Перед дверями их квартиры лежали уже ставшие традиционными собачьи какашки. Сосед сверху прикормил бродячую собаку, пустил ее в подъезд и даже устроил ей лежбище на своем этаже. Спала-то она там, а вот гадить ходила этажом ниже — под дверь квартиры Андрея Ивановича. Все попытки выставить ее из подъезда ничего не давали. Побегав вечером за дворняжкой по всем этажам, Мирошкину удавалось загнать эту тварь вниз и прижать к подъездной двери. Тут от Андрея Ивановича требовался талант тореадора — предстояло подойти вплотную к испуганному оскалившемуся животному и распахнуть перед ним дверь на улицу. Несколько раз собака чуть было не укусила. И все напрасно — позднее ее неизменно кто-нибудь пускал в подъезд, под дверями которого она жалостно скулила. Люди думали, что «собачка потерялась», пропускали «животинку» впереди себя, и все начиналось заново. С соседом сверху говорить было бессмысленно — странный сорокалетний субъект, неопрятный холостяк, владелец музыкального будильника, регулярно заливающий мирошкинскую кухню водой, переливающейся через край раковины, а однажды умудрившийся выбросить в окно наполнитель от кошачьего туалета, облив оконные стекла многострадальной кухни Мирошкиных вонючей дрянью, — он заверял, что давно уже не имеет к собаке никакого отношения, а пускают ее другие жильцы подъезда.
А еще в подъезд иногда забегали крысы из подвала…
Андрей Иванович посмотрел на дерьмо, лежащее на коврике под дверью, и пошел к лифту. Ну в самом деле, не возвращаться же в квартиру за полиэтиленовым пакетом! А потом еще руки придется помыть. А он уже в школу опаздывает. «Кольцо напялила», — было неприятно от того, что опять придется целый день прятать руку то в карман куртки, то крепко сжимая ручку сумки. Можно было, конечно, кольцо снять и положить в карман, но Мирошкин боялся его потерять, а кроме того, сразу же вспоминались какие-то пошлые персонажи то ли советских фильмов, то ли анекдотов, прячущие обручальные кольца, отправляясь на курорт. «Скорее бы уж похолодало, тогда можно будет надеть перчатки и даже в метро их не снимать». Припомнился прощальный поцелуй жены: «А еще она любит, ложась спать, зайти на кухню, когда я там сижу, работаю, вынуть из холодильника пакет молока, выпить прямо из него, а потом холодными мокрыми губами чмокнуть в шею. Б-р-р-р».

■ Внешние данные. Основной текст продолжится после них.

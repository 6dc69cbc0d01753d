//! Mirror classification of extracted media URLs.

use url::Url;

use crate::types::MirrorKind;

/// Classifies an extracted media URL, or `None` for an unrecognized host.
///
/// Playable file extensions win over everything else. Recognized but
/// unsupported hosts are checked before the generic HLS markers so a
/// StreamTape link that happens to mention "hls" is still rejected.
pub fn classify(media_url: &str) -> Option<MirrorKind> {
    let lower = media_url.to_ascii_lowercase();
    let parsed = Url::parse(media_url).ok();
    let path = parsed
        .as_ref()
        .map(|url| url.path().to_ascii_lowercase())
        .unwrap_or_else(|| lower.split(['?', '#']).next().unwrap_or_default().to_string());
    let host = parsed
        .as_ref()
        .and_then(|url| url.host_str())
        .map(str::to_ascii_lowercase)
        .unwrap_or_default();

    if path.ends_with(".m3u8") || path.ends_with(".mp4") || is_direct_hls_host(&host) {
        return Some(MirrorKind::DirectFile);
    }
    if lower.contains("streamtape") {
        return Some(MirrorKind::StreamTape);
    }
    if lower.contains("uperbox") {
        return Some(MirrorKind::UperBox);
    }
    if lower.contains("vcdnlare.com") {
        return Some(MirrorKind::VcdnGateway);
    }
    if lower.contains("vcdnx.com") || lower.contains("hls") {
        return Some(MirrorKind::HlsGateway);
    }
    None
}

// hlsN.vcdnx.com serves playlists directly
fn is_direct_hls_host(host: &str) -> bool {
    host.strip_suffix(".vcdnx.com")
        .and_then(|label| label.strip_prefix("hls"))
        .is_some_and(|digits| !digits.is_empty() && digits.bytes().all(|b| b.is_ascii_digit()))
}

Мирошкин не любил свою жену. Кроме ее идиотской привычки перед сном или даже посреди ночи выйти на кухню, что-нибудь съесть и запить, а затем поцеловать его — «Лучше бы меньше ела, а то уже разнесло всю» — Андрея Ивановича выводило из себя то, что она регулярно забывала выключать свет в туалете, на ночь красила ногти вонючим лаком и в то же время в любой мороз открывала окно, заявляя, что она не может спать без притока свежего воздуха. А как она храпит по ночам! А стакан воды, который она ставит около кровати, говоря, что ей всегда хочется пить по ночам! И при этом она никогда не прикасалась к этому стакану, а на следующую ночь, не вынеся на кухню стакан со старой водой, наливала и ставила новый так, что в комнате иногда накапливалось их по три-четыре. И вообще — все захламлено, распихано куда попало! Откроешь шкаф — что-то обязательно выпадет, все ящики не задвигаются, за них обязательно завалилась какая-нибудь ее шмотка… Начнешь ей делать замечания — будет орать, попрекать тем, что мало зарабатываю. Однажды Андрей Иванович не выдержал и выкрикнул в ответ: «Зарабатывал бы больше — женился на более красивой бабе!» Ему это запомнили и не зря — это был тот редкий случай, когда Мирошкин неосторожно сказал правду, выдав свое отношение к жене. Дело в том, что чувство нелюбви не было тем, иногда с годами возникающим чувством равнодушия или неприятия, которое появляется у супругов, давно состоящих в браке, — Мирошкины были женаты недолго. Нет, Андрей Иванович не любил жену никогда и вполне отдавал себе отчет в этом. И ведь нельзя сказать, что Ирина Валерьевна была несимпатичной. Ее даже, несмотря на прогрессирующую полноту и не очень длинные ноги, и теперь находили привлекательной. Просто она была не тот человек…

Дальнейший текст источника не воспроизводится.